Here’s a photo taken a while ago that never made it into a post. It’s an advert I saw on a bus shelter. It isn’t the clearest photo in the world, but it tells a story. The story it tells is very clearly expressed by the sociologist Zygmunt Bauman. It shows that in our society, being an individual is a task we’re assigned. We have to work hard at it. For example, there are things to buy. Buying things also bought by others is the surest way to achieve individuality. The irony, according to Bauman, is that individuality – the mandate of the society of individuals – is thus impossible to achieve. The quotations below are from Chapter 1 of Bauman, Z. (2005). Liquid Life. Cambridge : Polity 15-38.
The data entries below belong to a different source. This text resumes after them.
use std::fmt;
use std::str::FromStr;

use crate::model::Recipe;

/// Widget size classes supported by the host.
#[derive(Debug, Clone, Copy, PartialEq, Eq, Default)]
pub enum SizeClass {
    Small,
    #[default]
    Medium,
    Large,
}

impl SizeClass {
    pub fn as_str(&self) -> &str {
        match self {
            SizeClass::Small => "small",
            SizeClass::Medium => "medium",
            SizeClass::Large => "large",
        }
    }
}

impl fmt::Display for SizeClass {
    fn fmt(&self, f: &mut fmt::Formatter<'_>) -> fmt::Result {
        f.write_str(self.as_str())
    }
}

impl FromStr for SizeClass {
    type Err = String;

    fn from_str(s: &str) -> Result<Self, Self::Err> {
        match s.to_ascii_lowercase().as_str() {
            "small" => Ok(SizeClass::Small),
            "medium" => Ok(SizeClass::Medium),
            "large" => Ok(SizeClass::Large),
            other => Err(format!(
                "unknown size class '{other}', expected small, medium or large"
            )),
        }
    }
}

/// A filled fixed template, ready for the host to draw.
///
/// The widget host owns actual styling; this only carries the title, the
/// thumbnail URL to load, and the body lines in display order.
#[derive(Debug, Clone, PartialEq, Eq)]
pub struct Layout {
    pub size: SizeClass,
    pub title: String,
    pub thumbnail: String,
    pub body: Vec<String>,
}

impl fmt::Display for Layout {
    fn fmt(&self, f: &mut fmt::Formatter<'_>) -> fmt::Result {
        writeln!(f, "{}", self.title)?;
        if !self.thumbnail.is_empty() {
            writeln!(f, "[{}]", self.thumbnail)?;
        }
        for line in &self.body {
            writeln!(f, "{line}")?;
        }
        Ok(())
    }
}

/// Fill the fixed template for the given size class. Pure; no state.
pub fn render(recipe: &Recipe, size: SizeClass) -> Layout {
    match size {
        SizeClass::Small => Layout {
            size,
            title: "Random Recipe".to_string(),
            thumbnail: recipe.thumbnail.clone(),
            body: vec![recipe.name.clone(), region_line(recipe)],
        },
        SizeClass::Medium => Layout {
            size,
            title: "Today Random Recipe".to_string(),
            thumbnail: recipe.thumbnail.clone(),
            body: vec![
                recipe.name.clone(),
                region_line(recipe),
                "Ingredients".to_string(),
                ingredient_line(recipe),
            ],
        },
        SizeClass::Large => Layout {
            size,
            title: "Today Random Recipe".to_string(),
            thumbnail: recipe.thumbnail.clone(),
            body: vec![
                recipe.name.clone(),
                "Ingredients".to_string(),
                ingredient_line(recipe),
                "Instructions".to_string(),
                recipe.instructions.clone(),
            ],
        },
    }
}

fn region_line(recipe: &Recipe) -> String {
    format!("{} • {}", recipe.area, recipe.category)
}

fn ingredient_line(recipe: &Recipe) -> String {
    recipe
        .ingredients()
        .iter()
        .map(|(measure, ingredient)| format!("{measure} {ingredient}").trim().to_string())
        .collect::<Vec<_>>()
        .join(" - ")
}

#[cfg(test)]
mod tests {
    use super::*;

    fn sample_recipe() -> Recipe {
        Recipe {
            category: "Pasta".to_string(),
            area: "Italy".to_string(),
            name: "Rigatoni".to_string(),
            thumbnail: "https://example.com/rigatoni.jpg".to_string(),
            ingredient1: "Rigatoni".to_string(),
            measure1: "400g".to_string(),
            ingredient2: "Tomatoes".to_string(),
            measure2: "3".to_string(),
            instructions: "Boil the pasta.".to_string(),
            ..Default::default()
        }
    }

    #[test]
    fn small_layout_shows_name_and_region() {
        let layout = render(&sample_recipe(), SizeClass::Small);
        assert_eq!(layout.title, "Random Recipe");
        assert_eq!(layout.thumbnail, "https://example.com/rigatoni.jpg");
        assert!(layout.body.contains(&"Rigatoni".to_string()));
        assert!(layout.body.contains(&"Italy • Pasta".to_string()));
    }

    #[test]
    fn medium_layout_joins_ingredients() {
        let layout = render(&sample_recipe(), SizeClass::Medium);
        assert!(layout.body.contains(&"400g Rigatoni - 3 Tomatoes".to_string()));
    }

    #[test]
    fn large_layout_includes_instructions() {
        let layout = render(&sample_recipe(), SizeClass::Large);
        assert!(layout.body.contains(&"Instructions".to_string()));
        assert!(layout.body.contains(&"Boil the pasta.".to_string()));
    }

    #[test]
    fn size_class_parses_case_insensitively() {
        assert_eq!("Large".parse::<SizeClass>().unwrap(), SizeClass::Large);
        assert!("tiny".parse::<SizeClass>().is_err());
    }

    #[test]
    fn display_renders_every_body_line() {
        let text = render(&sample_recipe(), SizeClass::Large).to_string();
        assert!(text.contains("Today Random Recipe"));
        assert!(text.contains("[https://example.com/rigatoni.jpg]"));
        assert!(text.contains("Boil the pasta."));
    }
}
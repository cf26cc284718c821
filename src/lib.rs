//! # docsmind
//!
//! Backend-for-frontend for a chat-over-your-documents product.
//!
//! The crate serves three concerns:
//!
//! - **Chat**: a retrieval-augmented pipeline that rewrites a follow-up into a
//!   standalone question, retrieves matching chunks from a Pinecone index and
//!   streams the model's answer back chunk by chunk.
//! - **BFF routes**: auth and upload calls relayed to the external API server,
//!   with a signed `auth_token` session cookie and gated page routes.
//! - **Ingestion**: loading, chunking, embedding and storing documents, plus a
//!   client for the upload route that follows ingestion progress.
//!
//! ## Library Usage
//!
//! ```rust,no_run
//! use std::sync::Arc;
//! use docsmind::{ChatChain, Config};
//! use docsmind::rag::llm::GenAiModel;
//! use docsmind::rag::retriever::PineconeRetriever;
//! use docsmind::embeddings::OpenAiEmbeddings;
//! use docsmind::vector::PineconeClient;
//! use futures::StreamExt;
//!
//! #[tokio::main]
//! async fn main() -> Result<(), Box<dyn std::error::Error + Send + Sync>> {
//!     let config = Config::from_env()?;
//!     let (pinecone, openai) = (config.pinecone()?, config.openai()?);
//!     let http = reqwest::Client::new();
//!
//!     let retriever = PineconeRetriever::new(
//!         OpenAiEmbeddings::new(http.clone(), openai),
//!         Arc::new(PineconeClient::new(http, pinecone)),
//!         config.retriever_top_k,
//!     );
//!     let chain = ChatChain::new(
//!         Arc::new(GenAiModel::new(openai.model.clone(), &openai.api_key)),
//!         Arc::new(retriever),
//!     );
//!
//!     let mut answer = chain.call("Where did she work in 2020?", "Human: Tell me about Ana").await?.stream;
//!     while let Some(chunk) = answer.next().await {
//!         print!("{}", chunk?);
//!     }
//!     Ok(())
//! }
//! ```
//!
//! ## Server Mode
//!
//! The `server` feature (on by default) builds the `docsmind` HTTP server and
//! the `docsmind-ingest` and `docsmind-upload` tools.

pub mod auth;
pub mod chat;
pub mod config;
pub mod embeddings;
pub mod error;
pub mod ingest;
pub mod rag;
pub mod routes;
pub mod state;
pub mod streaming;
pub mod template;
pub mod upload;
pub mod upstream;
pub mod vector;

pub use chat::{ChatMessage, ChatRequest, ChatRole};
pub use config::{Config, ConfigError};
pub use error::{ApiError, ErrorResponse};
pub use rag::{ChatChain, RagError};
pub use state::AppState;
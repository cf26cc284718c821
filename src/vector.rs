//! Pinecone REST client: index management, similarity query and upsert.

use std::time::Duration;

use serde::{Deserialize, Serialize};
use serde_json::{Map, Value};
use tokio::sync::OnceCell;

use crate::config::PineconeConfig;
use crate::rag::RagError;
use crate::rag::retriever::RetrievedChunk;

const CONTROL_PLANE_URL: &str = "https://api.pinecone.io";
const API_VERSION: &str = "2024-07";
/// Metadata key holding the chunk text.
pub const TEXT_KEY: &str = "text";
/// Dimension of `text-embedding-ada-002` vectors.
pub const EMBEDDING_DIMENSION: usize = 1536;

#[derive(Deserialize)]
struct IndexList {
    #[serde(default)]
    indexes: Vec<IndexDescription>,
}

#[derive(Deserialize)]
struct IndexDescription {
    name: String,
    #[serde(default)]
    host: Option<String>,
}

#[derive(Serialize)]
#[serde(rename_all = "camelCase")]
struct QueryRequest<'a> {
    namespace: &'a str,
    vector: &'a [f32],
    top_k: usize,
    include_metadata: bool,
}

#[derive(Deserialize)]
struct QueryResponse {
    #[serde(default)]
    matches: Vec<QueryMatch>,
}

#[derive(Deserialize)]
struct QueryMatch {
    #[serde(default)]
    metadata: Option<Map<String, Value>>,
}

/// One vector to store.
#[derive(Debug, Clone, Serialize)]
pub struct VectorRecord {
    pub id: String,
    pub values: Vec<f32>,
    pub metadata: Map<String, Value>,
}

#[derive(Serialize)]
struct UpsertRequest<'a> {
    vectors: &'a [VectorRecord],
    namespace: &'a str,
}

#[derive(Deserialize)]
#[serde(rename_all = "camelCase")]
struct UpsertResponse {
    #[serde(default)]
    upserted_count: usize,
}

/// Client bound to one index and namespace.
///
/// The data-plane host is resolved on first use and cached; concurrent first
/// calls share a single resolution.
pub struct PineconeClient {
    http: reqwest::Client,
    api_key: String,
    control_url: String,
    index_name: String,
    namespace: String,
    host: OnceCell<String>,
}

impl PineconeClient {
    #[must_use]
    pub fn new(
        http: reqwest::Client,
        config: &PineconeConfig,
    ) -> Self {
        if let Some(environment) = &config.environment {
            tracing::debug!("Pinecone environment label: {environment}");
        }
        Self {
            http,
            api_key: config.api_key.clone(),
            control_url: CONTROL_PLANE_URL.to_string(),
            index_name: config.index_name.clone(),
            namespace: config.namespace.clone(),
            host: OnceCell::new(),
        }
    }

    /// Points the control plane somewhere else (a proxy or a test server).
    #[must_use]
    pub fn with_control_url(
        mut self,
        url: impl Into<String>,
    ) -> Self {
        self.control_url = url.into().trim_end_matches('/').to_string();
        self
    }

    #[must_use]
    pub fn index_name(&self) -> &str {
        &self.index_name
    }

    fn request(
        &self,
        method: reqwest::Method,
        url: &str,
    ) -> reqwest::RequestBuilder {
        self.http
            .request(method, url)
            .header("Api-Key", &self.api_key)
            .header("X-Pinecone-API-Version", API_VERSION)
    }

    async fn read_json<T: for<'de> Deserialize<'de>>(
        resp: reqwest::Response,
        what: &str,
    ) -> Result<T, RagError> {
        if !resp.status().is_success() {
            let status = resp.status();
            let body = resp.text().await.unwrap_or_default();
            return Err(RagError::VectorStore(format!("{what} returned {status}: {body}")));
        }
        resp.json()
            .await
            .map_err(|e| RagError::VectorStore(format!("failed to parse {what} response: {e}")))
    }

    /// Names of all indexes in the project.
    ///
    /// # Errors
    ///
    /// Returns [`RagError::VectorStore`] on any API failure.
    pub async fn list_indexes(&self) -> Result<Vec<String>, RagError> {
        let url = format!("{}/indexes", self.control_url);
        let resp = self
            .request(reqwest::Method::GET, &url)
            .send()
            .await
            .map_err(|e| RagError::VectorStore(format!("failed to list indexes: {e}")))?;
        let list: IndexList = Self::read_json(resp, "list indexes").await?;
        Ok(list.indexes.into_iter().map(|index| index.name).collect())
    }

    async fn create_index(&self) -> Result<(), RagError> {
        let url = format!("{}/indexes", self.control_url);
        let body = serde_json::json!({
            "name": self.index_name,
            "dimension": EMBEDDING_DIMENSION,
            "metric": "cosine",
            "spec": { "serverless": { "cloud": "aws", "region": "us-east-1" } },
        });
        let resp = self
            .request(reqwest::Method::POST, &url)
            .json(&body)
            .send()
            .await
            .map_err(|e| RagError::VectorStore(format!("failed to create index: {e}")))?;
        let _: Value = Self::read_json(resp, "create index").await?;
        Ok(())
    }

    /// Creates the index when it does not exist yet, then waits `init_wait`
    /// for it to come up. Returns whether the index was created.
    ///
    /// # Errors
    ///
    /// Returns [`RagError::VectorStore`] if listing or creating fails.
    pub async fn ensure_index(
        &self,
        init_wait: Duration,
    ) -> Result<bool, RagError> {
        let existing = self.list_indexes().await?;
        if existing.iter().any(|name| name == &self.index_name) {
            return Ok(false);
        }

        tracing::info!("Index {} not found, creating it", self.index_name);
        self.create_index().await?;
        tracing::info!(
            "Waiting for {} milliseconds for index initialization to complete...",
            init_wait.as_millis()
        );
        tokio::time::sleep(init_wait).await;
        tracing::info!("Index initialization complete");
        Ok(true)
    }

    async fn host(&self) -> Result<&str, RagError> {
        self.host
            .get_or_try_init(|| async {
                let url = format!("{}/indexes/{}", self.control_url, self.index_name);
                let resp = self
                    .request(reqwest::Method::GET, &url)
                    .send()
                    .await
                    .map_err(|e| RagError::VectorStore(format!("failed to describe index: {e}")))?;
                let description: IndexDescription = Self::read_json(resp, "describe index").await?;
                let host = description
                    .host
                    .ok_or_else(|| RagError::VectorStore(format!("index {} has no host yet", description.name)))?;
                tracing::info!("Resolved Pinecone index host: {host}");
                Ok::<_, RagError>(data_plane_url(&host))
            })
            .await
            .map(String::as_str)
    }

    /// Top-`top_k` chunks nearest to `vector` in the namespace.
    ///
    /// # Errors
    ///
    /// Returns [`RagError::VectorStore`] on any API failure.
    pub async fn query(
        &self,
        vector: &[f32],
        top_k: usize,
    ) -> Result<Vec<RetrievedChunk>, RagError> {
        let url = format!("{}/query", self.host().await?);
        let resp = self
            .request(reqwest::Method::POST, &url)
            .json(&QueryRequest {
                namespace: &self.namespace,
                vector,
                top_k,
                include_metadata: true,
            })
            .send()
            .await
            .map_err(|e| RagError::VectorStore(format!("failed to query index: {e}")))?;
        let response: QueryResponse = Self::read_json(resp, "query").await?;

        Ok(response
            .matches
            .into_iter()
            .map(|m| chunk_from_metadata(m.metadata.unwrap_or_default()))
            .collect())
    }

    /// Stores `records` in the namespace. Returns the upserted count.
    ///
    /// # Errors
    ///
    /// Returns [`RagError::VectorStore`] on any API failure.
    pub async fn upsert(
        &self,
        records: &[VectorRecord],
    ) -> Result<usize, RagError> {
        let url = format!("{}/vectors/upsert", self.host().await?);
        let resp = self
            .request(reqwest::Method::POST, &url)
            .json(&UpsertRequest {
                vectors: records,
                namespace: &self.namespace,
            })
            .send()
            .await
            .map_err(|e| RagError::VectorStore(format!("failed to upsert vectors: {e}")))?;
        let response: UpsertResponse = Self::read_json(resp, "upsert").await?;
        Ok(response.upserted_count)
    }
}

fn data_plane_url(host: &str) -> String {
    if host.starts_with("http://") || host.starts_with("https://") {
        host.trim_end_matches('/').to_string()
    } else {
        format!("https://{host}")
    }
}

/// Moves the `text` key out of the metadata into the chunk body.
fn chunk_from_metadata(mut metadata: Map<String, Value>) -> RetrievedChunk {
    let text = match metadata.remove(TEXT_KEY) {
        Some(Value::String(text)) => text,
        Some(other) => other.to_string(),
        None => String::new(),
    };
    RetrievedChunk { text, metadata }
}

#[cfg(test)]
mod tests {
    use super::*;

    #[test]
    fn test_data_plane_url() {
        assert_eq!(data_plane_url("docs-abc.svc.pinecone.io"), "https://docs-abc.svc.pinecone.io");
        assert_eq!(data_plane_url("http://127.0.0.1:5080/"), "http://127.0.0.1:5080");
    }

    #[test]
    fn test_chunk_from_metadata_extracts_text() {
        let metadata = serde_json::json!({ "text": "Rust is fast", "source": "resume.pdf", "loc.pageNumber": 2 });
        let chunk = chunk_from_metadata(metadata.as_object().unwrap().clone());
        assert_eq!(chunk.text, "Rust is fast");
        assert!(!chunk.metadata.contains_key(TEXT_KEY));
        assert_eq!(chunk.metadata["source"], "resume.pdf");
    }

    #[test]
    fn test_query_response_parsing() {
        let json = r#"{"matches":[{"id":"a","score":0.91,"metadata":{"text":"one"}},{"id":"b","score":0.5}],"namespace":"docs"}"#;
        let parsed: QueryResponse = serde_json::from_str(json).unwrap();
        let chunks: Vec<RetrievedChunk> = parsed
            .matches
            .into_iter()
            .map(|m| chunk_from_metadata(m.metadata.unwrap_or_default()))
            .collect();
        assert_eq!(chunks.len(), 2);
        assert_eq!(chunks[0].text, "one");
        assert_eq!(chunks[1].text, "");
    }

    #[test]
    fn test_query_request_is_camel_case() {
        let body = serde_json::to_value(QueryRequest {
            namespace: "ns",
            vector: &[0.5],
            top_k: 4,
            include_metadata: true,
        })
        .unwrap();
        assert_eq!(body["topK"], 4);
        assert_eq!(body["includeMetadata"], true);
    }
}
//! Language-model seam and its `genai` implementation.

use std::pin::Pin;

use async_trait::async_trait;
use futures::stream::{Stream, StreamExt};
use genai::ModelIden;
use genai::chat::{ChatMessage, ChatOptions, ChatRequest, ChatStreamEvent};
use genai::resolver::{AuthData, AuthResolver};

use super::RagError;

/// Text chunks in emission order. The stream ends when the model is done.
pub type TextStream = Pin<Box<dyn Stream<Item = Result<String, RagError>> + Send>>;

#[async_trait]
pub trait LanguageModel: Send + Sync {
    /// Single-shot completion of `prompt`.
    async fn complete(
        &self,
        prompt: &str,
    ) -> Result<String, RagError>;

    /// Streaming completion of `prompt`; the first chunk is yielded as soon as
    /// the provider emits it.
    async fn stream(
        &self,
        prompt: &str,
    ) -> Result<TextStream, RagError>;
}

/// Chat completions through the `genai` client, temperature 0.
pub struct GenAiModel {
    client: genai::Client,
    model: String,
    options: ChatOptions,
}

impl GenAiModel {
    /// Builds a client that authenticates every call with `api_key`.
    #[must_use]
    pub fn new(
        model: impl Into<String>,
        api_key: &str,
    ) -> Self {
        let key = api_key.to_string();
        let auth_resolver = AuthResolver::from_resolver_fn(
            move |_model_iden: ModelIden| -> Result<Option<AuthData>, genai::resolver::Error> {
                Ok(Some(AuthData::from_single(key.clone())))
            },
        );
        let client = genai::Client::builder().with_auth_resolver(auth_resolver).build();

        Self {
            client,
            model: model.into(),
            options: ChatOptions::default().with_temperature(0.0),
        }
    }

    #[must_use]
    pub fn model(&self) -> &str {
        &self.model
    }
}

#[async_trait]
impl LanguageModel for GenAiModel {
    async fn complete(
        &self,
        prompt: &str,
    ) -> Result<String, RagError> {
        let chat_req = ChatRequest::new(vec![ChatMessage::user(prompt.to_string())]);

        let response = self
            .client
            .exec_chat(&self.model, chat_req, Some(&self.options))
            .await
            .map_err(|e| RagError::Model(format!("chat request failed: {e}")))?;

        response
            .into_first_text()
            .ok_or_else(|| RagError::Model("no response from AI model".to_string()))
    }

    async fn stream(
        &self,
        prompt: &str,
    ) -> Result<TextStream, RagError> {
        let chat_req = ChatRequest::new(vec![ChatMessage::user(prompt.to_string())]);

        let chat_response = self
            .client
            .exec_chat_stream(&self.model, chat_req, Some(&self.options))
            .await
            .map_err(|e| RagError::Model(format!("chat stream request failed: {e}")))?;

        let chunks = chat_response.stream.filter_map(|event| async move {
            match event {
                Ok(ChatStreamEvent::Chunk(chunk)) if !chunk.content.is_empty() => Some(Ok(chunk.content)),
                Ok(_) => None,
                Err(e) => Some(Err(RagError::Model(format!("chat stream failed: {e}")))),
            }
        });

        Ok(Box::pin(chunks))
    }
}
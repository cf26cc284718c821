use serde::{Deserialize, Serialize};
use utoipa::ToSchema;

#[derive(Serialize, Deserialize, ToSchema, Debug, Clone, PartialEq)]
pub enum ChatRole {
    #[serde(rename = "user")]
    User,
    #[serde(rename = "assistant")]
    Assistant,
    #[serde(rename = "system")]
    System,
}

impl ChatRole {
    /// Speaker label used when rendering history for the rewriter prompt.
    #[must_use]
    pub const fn speaker(&self) -> &'static str {
        match self {
            Self::User => "Human",
            Self::Assistant | Self::System => "Assistant",
        }
    }
}

#[derive(Serialize, Deserialize, ToSchema, Debug, Clone)]
pub struct ChatMessage {
    #[serde(default, skip_serializing_if = "Option::is_none")]
    pub id: Option<String>,
    pub role: ChatRole,
    pub content: String,
}

impl ChatMessage {
    pub fn user(content: impl Into<String>) -> Self {
        Self {
            id: Some(uuid::Uuid::new_v4().to_string()),
            role: ChatRole::User,
            content: content.into(),
        }
    }

    pub fn assistant(content: impl Into<String>) -> Self {
        Self {
            id: Some(uuid::Uuid::new_v4().to_string()),
            role: ChatRole::Assistant,
            content: content.into(),
        }
    }

    fn format(&self) -> String {
        format!("{}: {}", self.role.speaker(), self.content)
    }
}

/// Body of `POST /api/chat`.
#[derive(Serialize, Deserialize, ToSchema, Debug, Clone)]
pub struct ChatRequest {
    #[serde(default)]
    pub messages: Vec<ChatMessage>,
}

impl ChatRequest {
    /// Content of the final message, if there is one and it is not blank.
    #[must_use]
    pub fn last_message(&self) -> Option<&str> {
        self.messages
            .last()
            .map(|msg| msg.content.as_str())
            .filter(|content| !content.trim().is_empty())
    }

    /// Every message but the last, one `Speaker: content` line each.
    #[must_use]
    pub fn formatted_history(&self) -> String {
        let Some((_, previous)) = self.messages.split_last() else {
            return String::new();
        };
        previous.iter().map(ChatMessage::format).collect::<Vec<_>>().join("\n")
    }
}

#[cfg(test)]
mod tests {
    use super::*;

    #[test]
    fn test_formatted_history_scenario() {
        let request = ChatRequest {
            messages: vec![
                ChatMessage::user("Hi"),
                ChatMessage::assistant("Hello"),
                ChatMessage::user("What about yesterday?"),
            ],
        };

        assert_eq!(request.formatted_history(), "Human: Hi\nAssistant: Hello");
        assert_eq!(request.last_message(), Some("What about yesterday?"));
    }

    #[test]
    fn test_single_message_has_empty_history() {
        let request = ChatRequest {
            messages: vec![ChatMessage::user("Hi")],
        };
        assert_eq!(request.formatted_history(), "");
    }

    #[test]
    fn test_last_message_missing_or_blank() {
        let empty = ChatRequest { messages: vec![] };
        assert_eq!(empty.last_message(), None);
        assert_eq!(empty.formatted_history(), "");

        let blank = ChatRequest {
            messages: vec![ChatMessage::user("  ")],
        };
        assert_eq!(blank.last_message(), None);
    }

    #[test]
    fn test_role_serialization() {
        assert_eq!(serde_json::to_string(&ChatRole::User).unwrap(), r#""user""#);
        assert_eq!(serde_json::to_string(&ChatRole::Assistant).unwrap(), r#""assistant""#);
    }

    #[test]
    fn test_message_without_id_deserializes() {
        let request: ChatRequest =
            serde_json::from_str(r#"{"messages":[{"role":"user","content":"Find all nodes"}]}"#).unwrap();
        assert_eq!(request.messages.len(), 1);
        assert!(request.messages[0].id.is_none());
    }

    #[test]
    fn test_missing_messages_field_is_empty() {
        let request: ChatRequest = serde_json::from_str("{}").unwrap();
        assert!(request.messages.is_empty());
    }

    #[test]
    fn test_system_role_renders_as_assistant() {
        let request = ChatRequest {
            messages: vec![
                ChatMessage {
                    id: None,
                    role: ChatRole::System,
                    content: "Be brief".to_string(),
                },
                ChatMessage::user("Hi"),
            ],
        };
        assert_eq!(request.formatted_history(), "Assistant: Be brief");
    }
}
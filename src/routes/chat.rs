//! Chat endpoints.

use actix_web::http::StatusCode;
use actix_web::http::header::CONTENT_TYPE;
use actix_web::{HttpRequest, HttpResponse, Responder, post, web};
use actix_web_lab::sse::{self, Sse};
use futures_util::StreamExt;
use serde::Serialize;
use tokio::sync::mpsc;

use crate::auth::bearer_token;
use crate::chat::ChatRequest;
use crate::config::ChatBackend;
use crate::error::ApiError;
use crate::state::AppState;
use crate::streaming::{chat_progress_stream, text_body};
use crate::upstream::UpstreamRequest;

const REMOTE_CHAT_ENDPOINT: &str = "/chat/docsmind";

/// Body sent to the API server when chat runs remotely.
#[derive(Debug, Serialize)]
struct RemoteChatRequest {
    question: String,
    chat_history: String,
}

fn question_and_history(request: &ChatRequest) -> Result<(String, String), ApiError> {
    let question = request
        .last_message()
        .ok_or_else(|| ApiError::bad_request("No question in the request body"))?;
    Ok((question.to_string(), request.formatted_history()))
}

#[utoipa::path(
    post,
    path = "/api/chat",
    request_body = ChatRequest,
    responses(
        (status = 200, description = "Answer streamed as it is generated", content_type = "text/plain"),
        (status = 400, description = "No question in the request body", body = crate::error::ErrorResponse),
        (status = 500, description = "Rewriting or retrieval failed", body = crate::error::ErrorResponse)
    ),
    tag = "chat"
)]
#[post("/api/chat")]
pub async fn chat(
    req: HttpRequest,
    state: web::Data<AppState>,
    body: web::Json<ChatRequest>,
) -> Result<HttpResponse, ApiError> {
    let (question, chat_history) = question_and_history(&body)?;

    match state.config.chat_backend {
        ChatBackend::Local => {
            let prepared = state.chain()?.call(&question, &chat_history).await?;
            tracing::debug!("Answering from {} sources", prepared.sources.len());
            Ok(HttpResponse::Ok()
                .content_type("text/plain; charset=utf-8")
                .streaming(text_body(prepared.stream)))
        }
        ChatBackend::Remote => {
            let request = UpstreamRequest::post(REMOTE_CHAT_ENDPOINT)
                .json(&RemoteChatRequest {
                    question,
                    chat_history,
                })?
                .bearer(bearer_token(&req).as_deref());
            let response = state.upstream.send(request).await?;

            let status = StatusCode::from_u16(response.status().as_u16()).unwrap_or(StatusCode::BAD_GATEWAY);
            let content_type = response
                .headers()
                .get(reqwest::header::CONTENT_TYPE)
                .and_then(|value| value.to_str().ok())
                .unwrap_or("text/plain; charset=utf-8")
                .to_string();

            Ok(HttpResponse::build(status)
                .insert_header((CONTENT_TYPE, content_type))
                .streaming(response.bytes_stream()))
        }
    }
}

#[utoipa::path(
    post,
    path = "/api/chat/events",
    request_body = ChatRequest,
    responses(
        (status = 200, description = "Progress events, sources and answer chunks", content_type = "text/event-stream"),
        (status = 400, description = "No question in the request body", body = crate::error::ErrorResponse)
    ),
    tag = "chat"
)]
#[post("/api/chat/events")]
pub async fn chat_events(
    state: web::Data<AppState>,
    body: web::Json<ChatRequest>,
) -> Result<impl Responder, ApiError> {
    let (question, chat_history) = question_and_history(&body)?;
    let chain = state.chain()?.clone();

    let (tx, rx) = mpsc::channel::<sse::Event>(100);

    tokio::spawn(async move {
        let mut events = chat_progress_stream(chain, question, chat_history);
        while let Some(progress) = events.next().await {
            if tx.send(progress.to_sse_event()).await.is_err() {
                tracing::debug!("Client disconnected, stopping chat turn");
                return;
            }
        }
    });

    let stream = tokio_stream::wrappers::ReceiverStream::new(rx).map(Ok::<_, actix_web::Error>);
    Ok(Sse::from_stream(stream))
}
Individuality is a task set for its members by the society of individuals – set as an individual task, to be individually performed, by individuals using their individual resources. Yet such a task is self-contradictory and self -defeating : indeed, impossible to fulfil.
(2005:18)

When it is serviced by the consumer markets, the marathon of the pursuit of individuality draws its urgency and impetus from the terror of being caught up, absorbed and devoured by the crowd of runners breathing heavily behind one’s back. But in order to join the race and to stay in it, you first need to purchase the ‘special marathon shoes ‘ which – surprise, surprise – all the rest of the runners wear or deem it their duty to obtain.
(Bauman 2005 :25)

As a task, individuality is an end product of societal transformation disguised as a personal discovery.
(2005:19; cf. 29)

There’s a good summary of Zygmunt Bauman’s Liquid Modernity – Chapter One  at Realsociology.

But individuality isn’t the only kind of societal transformation that might be found disguised as a personal discovery. Communality, being part of a group, is also a kind of social demand dressed up as a personal task. There is a Japanese phrase: minna no kimochi. This means something like ‘being of one heart’. One could say: “Our feelings about the game came together and we played well”.  Marie Mutsuki Mockett has written about how minna no kimochi is used to explain how political change might come to Japan after the great tsunami of 2011: by everyone feeling united about it.

This approach to the person is a little disquieting, since it encourages us to question the solid assumptions we have about our selves, how we come to even have something called a self, and how this process of ‘selfing’ relates to wider social processes.